Stored data entries
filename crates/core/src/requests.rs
use std::collections::HashMap;

/// Logical action a network request belongs to. A newer request for the same
/// key supersedes every older one.
#[derive(Debug, Clone, PartialEq, Eq, Hash, PartialOrd, Ord)]
pub enum RequestKey {
    Config,
    QueryList,
    QueryText,
    SchemaInfo,
    TestConnection(String),
    ConnectionSubmit,
    SettingsSubmit,
}

#[derive(Debug, Clone, PartialEq, Eq, Hash)]
pub struct RequestTicket {
    pub key: RequestKey,
    pub id: u64,
}

#[derive(Debug, Default)]
pub struct RequestTracker {
    next_id: u64,
    latest: HashMap<RequestKey, u64>,
}

impl RequestTracker {
    #[must_use]
    pub fn new() -> Self {
        Self::default()
    }

    pub fn issue(&mut self, key: RequestKey) -> RequestTicket {
        self.next_id = self.next_id.saturating_add(1);
        self.latest.insert(key.clone(), self.next_id);
        RequestTicket {
            key,
            id: self.next_id,
        }
    }

    /// Drops every outstanding request for `key`.
    pub fn invalidate(&mut self, key: &RequestKey) {
        self.latest.remove(key);
    }

    #[must_use]
    pub fn is_current(&self, ticket: &RequestTicket) -> bool {
        self.latest.get(&ticket.key) == Some(&ticket.id)
    }

    /// Accepts the completion for `ticket` if it is still the latest for its
    /// key, retiring it so a duplicate delivery is rejected.
    pub fn complete(&mut self, ticket: &RequestTicket) -> bool {
        if !self.is_current(ticket) {
            tracing::debug!(key = ?ticket.key, id = ticket.id, "discarding stale completion");
            return false;
        }
        self.latest.remove(&ticket.key);
        true
    }

    #[must_use]
    pub fn is_pending(&self, key: &RequestKey) -> bool {
        self.latest.contains_key(key)
    }
}
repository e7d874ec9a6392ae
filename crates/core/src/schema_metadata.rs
use serde::{Deserialize, Serialize};

/// One row of the server's flat introspection listing.
#[derive(Debug, Clone, Serialize, Deserialize, PartialEq, Eq)]
pub struct SchemaMetadataRow {
    pub table_schema: String,
    pub table_name: String,
    pub column_name: String,
}

impl SchemaMetadataRow {
    #[must_use]
    pub fn new(
        table_schema: impl Into<String>,
        table_name: impl Into<String>,
        column_name: impl Into<String>,
    ) -> Self {
        Self {
            table_schema: table_schema.into(),
            table_name: table_name.into(),
            column_name: column_name.into(),
        }
    }
}

/// Drops every element after its first occurrence, keeping input order.
#[must_use]
pub fn unique_filter<T, I>(values: I) -> Vec<T>
where
    T: PartialEq,
    I: IntoIterator<Item = T>,
{
    let mut unique: Vec<T> = Vec::new();
    for value in values {
        if !unique.contains(&value) {
            unique.push(value);
        }
    }
    unique
}

#[must_use]
pub fn schemas(rows: &[SchemaMetadataRow]) -> Vec<String> {
    unique_filter(rows.iter().map(|row| row.table_schema.clone()))
}

#[must_use]
pub fn tables(rows: &[SchemaMetadataRow], schema_name: &str) -> Vec<String> {
    unique_filter(
        rows.iter()
            .filter(|row| row.table_schema == schema_name)
            .map(|row| row.table_name.clone()),
    )
}

/// Every column of every row named `table_name`, in listing order.
///
/// Unlike [`schemas`] and [`tables`] this neither deduplicates nor scopes the
/// match to a schema, so same-named tables in different schemas contribute
/// their columns together.
#[must_use]
pub fn columns(rows: &[SchemaMetadataRow], table_name: &str) -> Vec<String> {
    rows.iter()
        .filter(|row| row.table_name == table_name)
        .map(|row| row.column_name.clone())
        .collect()
}

#[derive(Debug, Clone, PartialEq, Eq)]
pub enum SchemaTreeEntry {
    Schema(String),
    Table { schema: String, table: String },
}

impl SchemaTreeEntry {
    #[must_use]
    pub fn label(&self) -> &str {
        match self {
            Self::Schema(name) => name,
            Self::Table { table, .. } => table,
        }
    }
}

#[derive(Debug, Clone, PartialEq, Eq)]
pub struct ColumnPanel {
    pub table: String,
    pub columns: Vec<String>,
}

/// Rendered schema -> table hierarchy for one fetched listing.
///
/// Entries hold the entity they stand for, so selecting one never has to
/// recover a name from display text.
#[derive(Debug, Clone, PartialEq, Eq, Default)]
pub struct SchemaTree {
    rows: Vec<SchemaMetadataRow>,
    entries: Vec<SchemaTreeEntry>,
    column_panel: Option<ColumnPanel>,
}

impl SchemaTree {
    #[must_use]
    pub fn from_rows(rows: Vec<SchemaMetadataRow>) -> Self {
        let mut entries = Vec::new();
        for schema in schemas(&rows) {
            let schema_tables = tables(&rows, &schema);
            entries.push(SchemaTreeEntry::Schema(schema.clone()));
            entries.extend(schema_tables.into_iter().map(|table| SchemaTreeEntry::Table {
                schema: schema.clone(),
                table,
            }));
        }

        Self {
            rows,
            entries,
            column_panel: None,
        }
    }

    #[must_use]
    pub fn rows(&self) -> &[SchemaMetadataRow] {
        &self.rows
    }

    #[must_use]
    pub fn entries(&self) -> &[SchemaTreeEntry] {
        &self.entries
    }

    #[must_use]
    pub fn column_panel(&self) -> Option<&ColumnPanel> {
        self.column_panel.as_ref()
    }

    /// Renders the column panel for the table entry at `index`.
    ///
    /// Returns `false` (and leaves the panel alone) for schema headers and
    /// out-of-range indexes.
    pub fn select_entry(&mut self, index: usize) -> bool {
        let Some(SchemaTreeEntry::Table { table, .. }) = self.entries.get(index) else {
            return false;
        };

        self.column_panel = Some(ColumnPanel {
            table: table.clone(),
            columns: columns(&self.rows, table),
        });
        true
    }
}
use std::error::Error;
use std::fs;
use std::path::Path;

use tracing_appender::non_blocking::{NonBlocking, WorkerGuard};
use tracing_appender::rolling::{RollingFileAppender, Rotation};
use tracing_subscriber::layer::SubscriberExt;
use tracing_subscriber::util::SubscriberInitExt;
use tracing_subscriber::{fmt, EnvFilter};

/// Installs the global subscriber, writing to `log_file`.
///
/// The terminal belongs to the TUI, so nothing is logged to stdout. Keep the
/// returned guard alive until exit or buffered lines are lost.
pub fn init(default_filter: &str, log_file: &Path) -> Result<WorkerGuard, Box<dyn Error>> {
    let filter = build_filter(std::env::var("RUST_LOG").ok(), default_filter)?;
    let (writer, guard) = file_writer(log_file)?;

    tracing_subscriber::registry()
        .with(filter)
        .with(
            fmt::layer()
                .with_target(true)
                .with_ansi(false)
                .with_writer(writer),
        )
        .try_init()?;

    tracing::info!(log_file = %log_file.display(), "logging initialized");
    Ok(guard)
}

/// `RUST_LOG` wins over the configured filter when set.
pub fn build_filter(
    rust_log: Option<String>,
    default_filter: &str,
) -> Result<EnvFilter, Box<dyn Error>> {
    let directives = rust_log
        .filter(|value| !value.trim().is_empty())
        .unwrap_or_else(|| default_filter.to_string());
    Ok(EnvFilter::try_new(directives)?)
}

pub fn file_writer(log_file: &Path) -> Result<(NonBlocking, WorkerGuard), Box<dyn Error>> {
    let directory = log_file
        .parent()
        .filter(|parent| !parent.as_os_str().is_empty())
        .unwrap_or_else(|| Path::new("."));
    fs::create_dir_all(directory)?;

    let file_name = log_file
        .file_name()
        .and_then(|name| name.to_str())
        .ok_or_else(|| format!("log file path has no file name: {}", log_file.display()))?;

    let appender = RollingFileAppender::builder()
        .rotation(Rotation::NEVER)
        .filename_prefix(file_name)
        .build(directory)?;
    Ok(tracing_appender::non_blocking(appender))
}
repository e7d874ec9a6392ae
pub mod http;
use crate::api::{ApiError, QuerySubmission, SchemaInfo};
use crate::effects::Effect;
use crate::requests::{RequestKey, RequestTracker};
use crate::schema_metadata::SchemaTree;
use crate::settings::NONE_SELECTED;

pub const CONNECT_LABEL: &str = "Connect";
pub const REFRESH_CONNECTION_LABEL: &str = "Refresh Connection";

pub const STATUS_CONNECTING: &str = "Connecting...";
pub const STATUS_CONNECTED: &str = "Connected";
pub const STATUS_FAILED: &str = "Failed to Connect";

pub const QUERY_NAME_BLANK: &str = "Query Not Saved: Query Name cannot be blank.";
pub const QUERY_SQL_BLANK: &str = "Query Not Saved: Query cannot be blank.";
pub const SAVED_SUCCESSFULLY: &str = "Saved Successfully";
pub const DELETED_SUCCESSFULLY: &str = "Deleted Successfully";
pub const SAVE_FAILED: &str = "Error: Save Failed";
pub const DELETE_FAILED: &str = "Error: Delete Failed";

#[derive(Debug, Clone, PartialEq, Eq, Default)]
pub enum ConnectionChoice {
    #[default]
    NoneSelected,
    Named(String),
}

impl ConnectionChoice {
    #[must_use]
    pub fn label(&self) -> &str {
        match self {
            Self::NoneSelected => NONE_SELECTED,
            Self::Named(name) => name,
        }
    }
}

#[derive(Debug, Clone, Copy, PartialEq, Eq, Default)]
pub enum ActivePanel {
    #[default]
    Queries,
    Schema,
}

/// Query page state: connection browser, tabs, saved-query list and editor.
#[derive(Debug)]
pub struct QueryWorkbench {
    connections: Vec<String>,
    selection: ConnectionChoice,
    status: String,
    connect_label: &'static str,
    results_visible: bool,
    schema_tree: SchemaTree,
    active_panel: ActivePanel,
    query_names: Vec<String>,
    selected_query: Option<String>,
    display_name: String,
    editor: String,
    save_response: Option<String>,
}

impl Default for QueryWorkbench {
    fn default() -> Self {
        Self {
            connections: Vec::new(),
            selection: ConnectionChoice::NoneSelected,
            status: String::new(),
            connect_label: CONNECT_LABEL,
            results_visible: false,
            schema_tree: SchemaTree::default(),
            active_panel: ActivePanel::Queries,
            query_names: Vec::new(),
            selected_query: None,
            display_name: String::new(),
            editor: String::new(),
            save_response: None,
        }
    }
}

impl QueryWorkbench {
    #[must_use]
    pub fn new() -> Self {
        Self::default()
    }

    /// Replaces the selectable connections. A selection that no longer exists
    /// falls back to "None Selected".
    pub fn set_connections(&mut self, connections: Vec<String>, requests: &mut RequestTracker) {
        self.connections = connections;
        let stale = matches!(
            &self.selection,
            ConnectionChoice::Named(name) if !self.connections.contains(name)
        );
        if stale {
            self.select_connection(ConnectionChoice::NoneSelected, requests);
        }
    }

    #[must_use]
    pub fn connection_choices(&self) -> Vec<ConnectionChoice> {
        std::iter::once(ConnectionChoice::NoneSelected)
            .chain(self.connections.iter().cloned().map(ConnectionChoice::Named))
            .collect()
    }

    #[must_use]
    pub fn selection(&self) -> &ConnectionChoice {
        &self.selection
    }

    pub fn select_connection(&mut self, choice: ConnectionChoice, requests: &mut RequestTracker) {
        requests.invalidate(&RequestKey::SchemaInfo);
        self.results_visible = false;
        self.status.clear();
        self.connect_label = CONNECT_LABEL;
        self.selection = choice;
    }

    #[must_use]
    pub fn connect_visible(&self) -> bool {
        matches!(self.selection, ConnectionChoice::Named(_))
    }

    #[must_use]
    pub fn connect_label(&self) -> &'static str {
        self.connect_label
    }

    #[must_use]
    pub fn status(&self) -> &str {
        &self.status
    }

    #[must_use]
    pub fn results_visible(&self) -> bool {
        self.results_visible
    }

    #[must_use]
    pub fn schema_tree(&self) -> &SchemaTree {
        &self.schema_tree
    }

    /// Starts a fresh fetch-and-render cycle for the selected connection.
    pub fn connect(&mut self, requests: &mut RequestTracker) -> Option<Effect> {
        let ConnectionChoice::Named(connection) = &self.selection else {
            return None;
        };

        let effect = Effect::FetchSchemaInfo {
            ticket: requests.issue(RequestKey::SchemaInfo),
            connection: connection.clone(),
        };
        STATUS_CONNECTING.clone_into(&mut self.status);
        self.schema_tree = SchemaTree::default();
        Some(effect)
    }

    pub fn apply_schema_info(&mut self, result: Result<SchemaInfo, ApiError>) {
        match result {
            Ok(SchemaInfo::Rows(rows)) => {
                STATUS_CONNECTED.clone_into(&mut self.status);
                self.connect_label = REFRESH_CONNECTION_LABEL;
                self.results_visible = true;
                self.schema_tree = SchemaTree::from_rows(rows);
            }
            Ok(SchemaInfo::Unavailable(payload)) => {
                tracing::debug!(%payload, "schema info unavailable");
                STATUS_FAILED.clone_into(&mut self.status);
            }
            Err(error) => {
                tracing::warn!(%error, "schema info request failed");
                STATUS_FAILED.clone_into(&mut self.status);
            }
        }
    }

    pub fn select_tree_entry(&mut self, index: usize) -> bool {
        self.schema_tree.select_entry(index)
    }

    #[must_use]
    pub fn active_panel(&self) -> ActivePanel {
        self.active_panel
    }

    pub fn show_panel(&mut self, panel: ActivePanel) {
        self.active_panel = panel;
    }

    #[must_use]
    pub fn query_names(&self) -> &[String] {
        &self.query_names
    }

    /// Replaces the rendered query list; the selection marker does not
    /// survive a re-render.
    pub fn set_query_names(&mut self, names: Vec<String>) {
        self.query_names = names;
        self.selected_query = None;
    }

    #[must_use]
    pub fn selected_query(&self) -> Option<&str> {
        self.selected_query.as_deref()
    }

    pub fn select_query(&mut self, index: usize) -> bool {
        let Some(name) = self.query_names.get(index) else {
            return false;
        };
        self.selected_query = Some(name.clone());
        true
    }

    #[must_use]
    pub fn action_row_visible(&self) -> bool {
        self.selected_query.is_some()
    }

    #[must_use]
    pub fn display_name(&self) -> &str {
        &self.display_name
    }

    pub fn display_name_mut(&mut self) -> &mut String {
        &mut self.display_name
    }

    #[must_use]
    pub fn editor(&self) -> &str {
        &self.editor
    }

    pub fn editor_mut(&mut self) -> &mut String {
        &mut self.editor
    }

    #[must_use]
    pub fn save_response(&self) -> Option<&str> {
        self.save_response.as_deref()
    }

    /// Loads the selected query into the editor.
    pub fn edit_query(&mut self, requests: &mut RequestTracker) -> Option<Effect> {
        let name = self.selected_query.clone()?;
        name.clone_into(&mut self.display_name);
        Some(Effect::FetchQueryText {
            ticket: requests.issue(RequestKey::QueryText),
            query_name: name,
        })
    }

    pub fn apply_query_text(&mut self, result: Result<String, ApiError>) {
        match result {
            Ok(raw_sql) => self.editor = raw_sql,
            Err(error) => tracing::warn!(%error, "query text request failed"),
        }
    }

    pub fn clear_query(&mut self) {
        self.editor.clear();
        self.display_name.clear();
    }

    pub fn save_query(&mut self, requests: &mut RequestTracker) -> Option<Effect> {
        if self.display_name.trim().is_empty() {
            self.save_response = Some(QUERY_NAME_BLANK.to_string());
            return None;
        }
        if self.editor.trim().is_empty() {
            self.save_response = Some(QUERY_SQL_BLANK.to_string());
            return None;
        }

        Some(Effect::SubmitQuery {
            ticket: requests.issue(RequestKey::QueryList),
            submission: QuerySubmission::save(self.display_name.clone(), self.editor.clone()),
        })
    }

    /// Deletes the selected query. There is no confirmation step.
    pub fn delete_query(&mut self, requests: &mut RequestTracker) -> Option<Effect> {
        let name = self.selected_query.clone()?;
        Some(Effect::SubmitQuery {
            ticket: requests.issue(RequestKey::QueryList),
            submission: QuerySubmission::delete(name),
        })
    }

    pub fn apply_query_submitted(&mut self, delete: bool, result: Result<Vec<String>, ApiError>) {
        match result {
            Ok(names) => {
                if delete {
                    self.clear_query();
                    self.save_response = Some(DELETED_SUCCESSFULLY.to_string());
                } else {
                    self.save_response = Some(SAVED_SUCCESSFULLY.to_string());
                }
                self.set_query_names(names);
            }
            Err(error) => {
                tracing::warn!(delete, %error, "query submission failed");
                let message = if delete { DELETE_FAILED } else { SAVE_FAILED };
                self.save_response = Some(message.to_string());
            }
        }
    }
}
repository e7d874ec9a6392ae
use std::collections::BTreeMap;

use crate::api::{ApiError, ConnectionSubmission};
use crate::connections::{ConnectionDraft, RdbmsKind};
use crate::effects::Effect;
use crate::requests::{RequestKey, RequestTracker};
use crate::settings::{ConfigSnapshot, GeneralSettings, SettingsField};

pub const EDIT_SETTINGS_LABEL: &str = "Edit Settings";
pub const ADD_CONNECTION_LABEL: &str = "Add Connection";
pub const CANCEL_LABEL: &str = "Cancel";

pub const SETTINGS_UPDATED: &str = "Settings Updated";
pub const SETTINGS_NOT_SAVED: &str = "Error: Settings Not Saved";
pub const SETTINGS_NOT_LOADED: &str = "Error: Settings Not Loaded";
pub const CONNECTION_NAME_BLANK: &str = "Connection Not Saved: Connection Name cannot be blank.";
pub const CONNECTION_NOT_SAVED: &str = "Error: Connection Not Saved";
pub const CONNECTION_NOT_DELETED: &str = "Error: Connection Not Deleted";

#[derive(Debug, Clone, Copy, PartialEq, Eq)]
pub enum ConnectionField {
    Name,
    Rdbms,
    Host,
    Port,
    User,
    Password,
    Schema,
}

impl ConnectionField {
    pub const ALL: [ConnectionField; 7] = [
        Self::Name,
        Self::Rdbms,
        Self::Host,
        Self::Port,
        Self::User,
        Self::Password,
        Self::Schema,
    ];

    #[must_use]
    pub fn label(self) -> &'static str {
        match self {
            Self::Name => "Connection name",
            Self::Rdbms => "RDBMS",
            Self::Host => "Host",
            Self::Port => "Port",
            Self::User => "User",
            Self::Password => "Password",
            Self::Schema => "Schema",
        }
    }

    #[must_use]
    pub fn value(self, draft: &ConnectionDraft) -> &str {
        match self {
            Self::Name => &draft.name,
            Self::Rdbms => draft.rdbms.as_str(),
            Self::Host => &draft.host,
            Self::Port => &draft.port,
            Self::User => &draft.user,
            Self::Password => &draft.password,
            Self::Schema => &draft.schema,
        }
    }

    pub fn set(self, draft: &mut ConnectionDraft, value: &str) {
        match self {
            Self::Name => value.clone_into(&mut draft.name),
            Self::Rdbms => draft.rdbms = RdbmsKind::parse(value),
            Self::Host => value.clone_into(&mut draft.host),
            Self::Port => value.clone_into(&mut draft.port),
            Self::User => value.clone_into(&mut draft.user),
            Self::Password => value.clone_into(&mut draft.password),
            Self::Schema => value.clone_into(&mut draft.schema),
        }
    }
}

/// Settings page: general settings form, connection form, per-connection
/// test results.
#[derive(Debug, Default)]
pub struct SettingsPanel {
    snapshot: ConfigSnapshot,
    draft: GeneralSettings,
    editing: bool,
    connection_form: Option<ConnectionDraft>,
    test_results: BTreeMap<String, String>,
    flash: Option<String>,
}

impl SettingsPanel {
    #[must_use]
    pub fn new() -> Self {
        Self::default()
    }

    /// Replaces all page data with a fresh server snapshot and resets every
    /// form to match it.
    pub fn load_snapshot(&mut self, snapshot: ConfigSnapshot) {
        self.draft = snapshot.settings.clone();
        self.editing = false;
        self.connection_form = None;
        self.test_results
            .retain(|name, _| snapshot.connections.get(name).is_some());
        self.snapshot = snapshot;
    }

    #[must_use]
    pub fn snapshot(&self) -> &ConfigSnapshot {
        &self.snapshot
    }

    #[must_use]
    pub fn draft(&self) -> &GeneralSettings {
        &self.draft
    }

    #[must_use]
    pub fn is_editing(&self) -> bool {
        self.editing
    }

    #[must_use]
    pub fn save_visible(&self) -> bool {
        self.editing
    }

    #[must_use]
    pub fn edit_label(&self) -> &'static str {
        if self.editing {
            CANCEL_LABEL
        } else {
            EDIT_SETTINGS_LABEL
        }
    }

    /// Enables the settings fields, or cancels the edit by restoring the
    /// last loaded values.
    pub fn toggle_edit(&mut self) {
        if self.editing {
            self.draft = self.snapshot.settings.clone();
            self.editing = false;
        } else {
            self.editing = true;
        }
    }

    /// Returns `false` when fields are disabled.
    pub fn set_setting(&mut self, field: SettingsField, value: &str) -> bool {
        if !self.editing {
            return false;
        }
        value.clone_into(self.draft.get_mut(field));
        true
    }

    pub fn save_settings(&mut self, requests: &mut RequestTracker) -> Option<Effect> {
        if !self.editing {
            return None;
        }
        Some(Effect::SubmitSettings {
            ticket: requests.issue(RequestKey::SettingsSubmit),
            settings: self.draft.clone(),
        })
    }

    #[must_use]
    pub fn add_connection_label(&self) -> &'static str {
        if self.connection_form.is_some() {
            CANCEL_LABEL
        } else {
            ADD_CONNECTION_LABEL
        }
    }

    #[must_use]
    pub fn connection_form(&self) -> Option<&ConnectionDraft> {
        self.connection_form.as_ref()
    }

    /// Reveals an empty connection form, or hides and resets it.
    pub fn toggle_add_connection(&mut self) {
        if self.connection_form.is_some() {
            self.connection_form = None;
        } else {
            self.connection_form = Some(ConnectionDraft::default());
        }
    }

    /// Opens the form prefilled from the stored connection `name`.
    pub fn edit_connection(&mut self, name: &str) -> bool {
        let Some(config) = self.snapshot.connections.get(name) else {
            return false;
        };
        self.connection_form = Some(ConnectionDraft::from_config(config));
        true
    }

    pub fn set_connection_field(&mut self, field: ConnectionField, value: &str) -> bool {
        let Some(form) = self.connection_form.as_mut() else {
            return false;
        };
        field.set(form, value);
        true
    }

    pub fn save_connection(&mut self, requests: &mut RequestTracker) -> Option<Effect> {
        let form = self.connection_form.as_ref()?;
        if form.name.trim().is_empty() {
            self.flash = Some(CONNECTION_NAME_BLANK.to_string());
            return None;
        }
        Some(Effect::SubmitConnection {
            ticket: requests.issue(RequestKey::ConnectionSubmit),
            submission: ConnectionSubmission::save(form.clone()),
        })
    }

    /// Asks the server to delete `name`. There is no confirmation step.
    pub fn delete_connection(&self, name: &str, requests: &mut RequestTracker) -> Effect {
        Effect::SubmitConnection {
            ticket: requests.issue(RequestKey::ConnectionSubmit),
            submission: ConnectionSubmission::delete(name),
        }
    }

    pub fn test_connection(&self, name: &str, requests: &mut RequestTracker) -> Effect {
        Effect::TestConnection {
            ticket: requests.issue(RequestKey::TestConnection(name.to_string())),
            connection: name.to_string(),
        }
    }

    #[must_use]
    pub fn test_result(&self, name: &str) -> Option<&str> {
        self.test_results.get(name).map(String::as_str)
    }

    #[must_use]
    pub fn flash(&self) -> Option<&str> {
        self.flash.as_deref()
    }

    pub fn set_flash(&mut self, message: impl Into<String>) {
        self.flash = Some(message.into());
    }

    pub fn apply_test_result(&mut self, connection: String, result: Result<String, ApiError>) {
        match result {
            Ok(message) => {
                self.test_results.insert(connection, message);
            }
            Err(error) => {
                tracing::warn!(%connection, %error, "connection test request failed");
            }
        }
    }

    pub fn apply_connection_submitted(
        &mut self,
        delete: bool,
        result: Result<(), ApiError>,
        requests: &mut RequestTracker,
    ) -> Option<Effect> {
        match result {
            Ok(()) => Some(Effect::LoadConfig {
                ticket: requests.issue(RequestKey::Config),
            }),
            Err(error) => {
                tracing::warn!(delete, %error, "connection submission failed");
                self.flash = Some(
                    if delete {
                        CONNECTION_NOT_DELETED
                    } else {
                        CONNECTION_NOT_SAVED
                    }
                    .to_string(),
                );
                None
            }
        }
    }

    pub fn apply_settings_submitted(
        &mut self,
        result: Result<(), ApiError>,
        requests: &mut RequestTracker,
    ) -> Option<Effect> {
        match result {
            Ok(()) => {
                self.flash = Some(SETTINGS_UPDATED.to_string());
                Some(Effect::LoadConfig {
                    ticket: requests.issue(RequestKey::Config),
                })
            }
            Err(error) => {
                tracing::warn!(%error, "settings submission failed");
                self.flash = Some(SETTINGS_NOT_SAVED.to_string());
                None
            }
        }
    }
}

■ **Work to complete**: What you should output is every line of the records above, from the first through the line containing "#[derive(Debug, Clone, PartialEq, Eq, Hash)]", unchanged.

■ **Reply**:
filename crates/core/src/requests.rs
use std::collections::HashMap;

/// Logical action a network request belongs to. A newer request for the same
/// key supersedes every older one.
#[derive(Debug, Clone, PartialEq, Eq, Hash, PartialOrd, Ord)]
pub enum RequestKey {
    Config,
    QueryList,
    QueryText,
    SchemaInfo,
    TestConnection(String),
    ConnectionSubmit,
    SettingsSubmit,
}

#[derive(Debug, Clone, PartialEq, Eq, Hash)]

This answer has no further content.